Totalmente incapace di intendere e volere, ma socialmente pericolosa. Tutti concordi, perito e consulenti, nel ritenere che sia stato il disturbo mentale di cui soffre Giulia Lavatura Truninger ad averla portata, lo scorso 8 gennaio, a tentare il suicidio buttandosi con la figlia in braccio dal nono piano del palazzo di via Dradi 39, uccidendo la bimba di appena 6 anni. La 41enne, sopravvissuta alla caduta, è accusata di omicidio volontario aggravato e si trova agli arresti domiciliari alla clinica Villa Azzurra di Riolo Terme, dove nelle settimane passate è stata visitata dagli esperti incaricati di analizzare le sue facoltà mentali.

Ieri, dopo il deposito della perizia psichiatrica redatta dal professor Gabriele Braccini di Roma, nominato dal giudice per le indagini preliminari Andrea Galanti, si è tenuto l’incidente probatorio con il confronto della relazione del perito con quelle presentate dalla consulente dell’accusa, la professoressa Anna Palleschi di Padova, e della difesa, il professor Renato Ariatti di Bologna.

Il dramma di via Dradi

La vicenda riporta indietro all’inizio dell’anno, appena concluse le feste natalizie.

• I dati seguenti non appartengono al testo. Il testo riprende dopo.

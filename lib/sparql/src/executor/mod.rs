//! Execution of SPARQL queries against named sources.
//!
//! A [SparqlExecutor] hides the concrete engine (a remote endpoint, a local RDF file). The
//! [QueryExecutionAdapter] puts the execution boundary around it: query file resolution, a
//! timeout and normalization of the solutions into [BindingRow]s.

mod file;
mod http;

pub use file::FileSparqlExecutor;
pub use http::HttpSparqlExecutor;

use async_trait::async_trait;
use futures::stream::BoxStream;
use futures::TryStreamExt;
use registry_common::error::{QueryExecutionError, QueryExecutionErrorKind};
use registry_model::{Term, Variable};
use std::borrow::Cow;
use std::collections::BTreeMap;
use std::fmt::Debug;
use std::path::Path;
use std::sync::Arc;
use std::time::Duration;

/// One solution as produced by an execution engine.
pub type Solution = Vec<(Variable, Term)>;

/// The solutions of a query, in the order the engine yields them.
pub type SolutionStream = BoxStream<'static, Result<Solution, QueryExecutionErrorKind>>;

/// One row of a query result: variable name to the string value of its binding.
///
/// Unbound variables are absent.
pub type BindingRow = BTreeMap<String, String>;

/// The extension of files that hold a query rather than being one.
pub const QUERY_FILE_EXTENSION: &str = ".rq";

/// The default bound on a single query execution.
pub const DEFAULT_QUERY_TIMEOUT: Duration = Duration::from_secs(60);

/// An engine that evaluates SPARQL SELECT queries against a list of sources.
#[async_trait]
pub trait SparqlExecutor: Debug + Send + Sync {
    /// Starts evaluating `query` against `sources` and returns the stream of solutions.
    async fn execute(
        &self,
        query: &str,
        sources: &[String],
    ) -> Result<SolutionStream, QueryExecutionErrorKind>;
}

/// Runs queries through a [SparqlExecutor] and collects their results.
#[derive(Clone, Debug)]
pub struct QueryExecutionAdapter {
    executor: Arc<dyn SparqlExecutor>,
    timeout: Duration,
}

impl QueryExecutionAdapter {
    /// Creates a new adapter with the [DEFAULT_QUERY_TIMEOUT].
    pub fn new(executor: Arc<dyn SparqlExecutor>) -> Self {
        Self {
            executor,
            timeout: DEFAULT_QUERY_TIMEOUT,
        }
    }

    /// Bounds every execution by `timeout`.
    #[must_use]
    pub fn with_timeout(mut self, timeout: Duration) -> Self {
        self.timeout = timeout;
        self
    }

    pub fn timeout(&self) -> Duration {
        self.timeout
    }

    /// Executes `query` against `sources` and drains all solutions.
    ///
    /// If `query` ends with [QUERY_FILE_EXTENSION] it is read from that file first. Nothing is
    /// returned unless the whole result was received within the timeout.
    pub async fn execute(
        &self,
        query: &str,
        sources: &[String],
    ) -> Result<Vec<BindingRow>, QueryExecutionError> {
        let query = resolve_query(query)
            .await
            .map_err(|kind| QueryExecutionError::new(query, kind))?;

        let result = tokio::time::timeout(self.timeout, self.collect(&query, sources)).await;
        match result {
            Ok(Ok(rows)) => {
                tracing::debug!(sources = sources.len(), rows = rows.len(), "Executed query");
                Ok(rows)
            }
            Ok(Err(kind)) => {
                tracing::warn!(sources = sources.len(), error = %kind, "Query execution failed");
                Err(QueryExecutionError::new(query, kind))
            }
            Err(_) => {
                tracing::warn!(timeout = ?self.timeout, "Query execution timed out");
                Err(QueryExecutionError::new(
                    query,
                    QueryExecutionErrorKind::Timeout(self.timeout),
                ))
            }
        }
    }

    async fn collect(
        &self,
        query: &str,
        sources: &[String],
    ) -> Result<Vec<BindingRow>, QueryExecutionErrorKind> {
        if sources.is_empty() {
            return Err(QueryExecutionErrorKind::NoSources);
        }

        let mut solutions = self.executor.execute(query, sources).await?;
        let mut rows = Vec::new();
        while let Some(solution) = solutions.try_next().await? {
            rows.push(binding_row(solution));
        }
        Ok(rows)
    }
}

async fn resolve_query(query: &str) -> Result<Cow<'_, str>, QueryExecutionErrorKind> {
    if !query.ends_with(QUERY_FILE_EXTENSION) {
        return Ok(Cow::Borrowed(query));
    }

    let path = Path::new(query);
    tokio::fs::read_to_string(path)
        .await
        .map(Cow::Owned)
        .map_err(|error| QueryExecutionErrorKind::QueryFile {
            path: path.to_owned(),
            error,
        })
}

fn binding_row(solution: Solution) -> BindingRow {
    solution
        .into_iter()
        .map(|(variable, term)| (variable.into_string(), term_value(term)))
        .collect()
}

/// Returns the lexical value of `term`: the IRI of a named node, the identifier of a blank node
/// and the lexical form of a literal (without language tag or datatype).
pub fn term_value(term: Term) -> String {
    match term {
        Term::NamedNode(node) => node.into_string(),
        Term::BlankNode(node) => node.into_string(),
        Term::Literal(literal) => literal.value().to_owned(),
        #[allow(
            unreachable_patterns,
            reason = "Quoted triples only exist if RDF-star is enabled"
        )]
        other => other.to_string(),
    }
}
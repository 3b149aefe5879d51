use registry_model::{Entity, FacetCount, FacetDimension, FacetKeying, Facets};
use rustc_hash::FxHashMap;
use std::sync::Arc;

/// Counts the values `entities` contribute to `dimension`.
///
/// Every extracted value increments its counter by one, so an entity contributing several values
/// to a multi-valued dimension is counted once per value. The entries are sorted by descending
/// count. Entries with equal counts keep the order in which their value was first encountered.
///
/// With [FacetKeying::Resource], values linked to a resource are counted per resource and the
/// entry takes the label of the first occurrence.
pub fn aggregate<'a>(
    entities: impl IntoIterator<Item = &'a Entity>,
    dimension: FacetDimension,
    keying: FacetKeying,
) -> Vec<FacetCount> {
    let mut positions = FxHashMap::<String, usize>::default();
    let mut counts = Vec::<FacetCount>::new();

    for entity in entities {
        for value in dimension.extract(entity) {
            let key = value.key(keying);
            if let Some(&position) = positions.get(key) {
                counts[position].count += 1;
            } else {
                positions.insert(key.to_owned(), counts.len());
                counts.push(FacetCount {
                    label: value.label.clone(),
                    value: key.to_owned(),
                    count: 1,
                });
            }
        }
    }

    // sort_by is stable
    counts.sort_by(|a, b| b.count.cmp(&a.count));
    counts
}

/// Computes the facets of all known dimensions over `entities`.
pub fn aggregate_all(entities: &[Arc<Entity>], keying: FacetKeying) -> Facets {
    FacetDimension::ALL
        .into_iter()
        .map(|dimension| {
            let counts = aggregate(entities.iter().map(|entity| &**entity), dimension, keying);
            (dimension, counts)
        })
        .collect()
}
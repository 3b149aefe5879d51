use crate::error::RegistryError;
use async_trait::async_trait;
use registry_model::{Entity, Facets, FilterSelection};
use std::fmt::Debug;
use std::sync::Arc;

/// The result of a faceted search.
#[derive(Clone, Debug, Default, PartialEq, Eq)]
pub struct SearchResult {
    /// The entities that match the filter selection.
    pub entities: Vec<Arc<Entity>>,
    /// The facet counts over `entities`, one entry per known dimension.
    pub facets: Facets,
}

/// A backend that can evaluate a faceted search.
///
/// Implementations differ in where the filtering happens (in memory or in a query engine), but
/// they share the filter semantics: OR within a dimension, AND across dimensions, and facet counts
/// computed on the filtered entities only.
#[async_trait]
pub trait FacetSearchBackend: Debug + Send + Sync {
    /// Returns the entities matching `selection` together with the facet counts over them.
    async fn search(&self, selection: &FilterSelection) -> Result<SearchResult, RegistryError>;

    /// Returns the facet values available without any filter.
    ///
    /// The default implementation computes the facets of an unconstrained search.
    async fn facet_options(&self) -> Result<Facets, RegistryError> {
        Ok(self.search(&FilterSelection::new()).await?.facets)
    }
}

Un dramma consumato prima dell’alba, alle 7.15. Era un lunedì mattina. Da circa un mese la 41enne aveva smesso di prendere i farmaci prescritti dal Centro di salute mentale. Era seguita da anni per un disturbo bipolare della personalità. Mancavano pochi giorni all’appuntamento per una nuova visita da un terapeuta che l’aveva visitata durane la gravidanza.

Il marito stava ancora dormendo quando lei si è alzata, alle 6.50; il tempo di pubblicare su Facebook un lungo post di sfogo fra pensieri e turbamenti, preparato da giorni dopo aver maturato poco prima di Natale l’idea di farla finita. Poi ha preso la figlioletta che ancora era nel letto, si è legata alla cinta la cagnolina e uscendo dalla finestra sull’impalcatura del cantiere edile si è lanciata nel vuoto. Una sorta di tettoia posta a protezione dell’ingresso del palazzo le ha salvato la vita. Non c’è stato nulla da fare per Wendy e per l’animale domestico. Una condanna, ha successivamente detto lei agli inquirenti, afflitta dalla disperazione durante l’interrogatorio.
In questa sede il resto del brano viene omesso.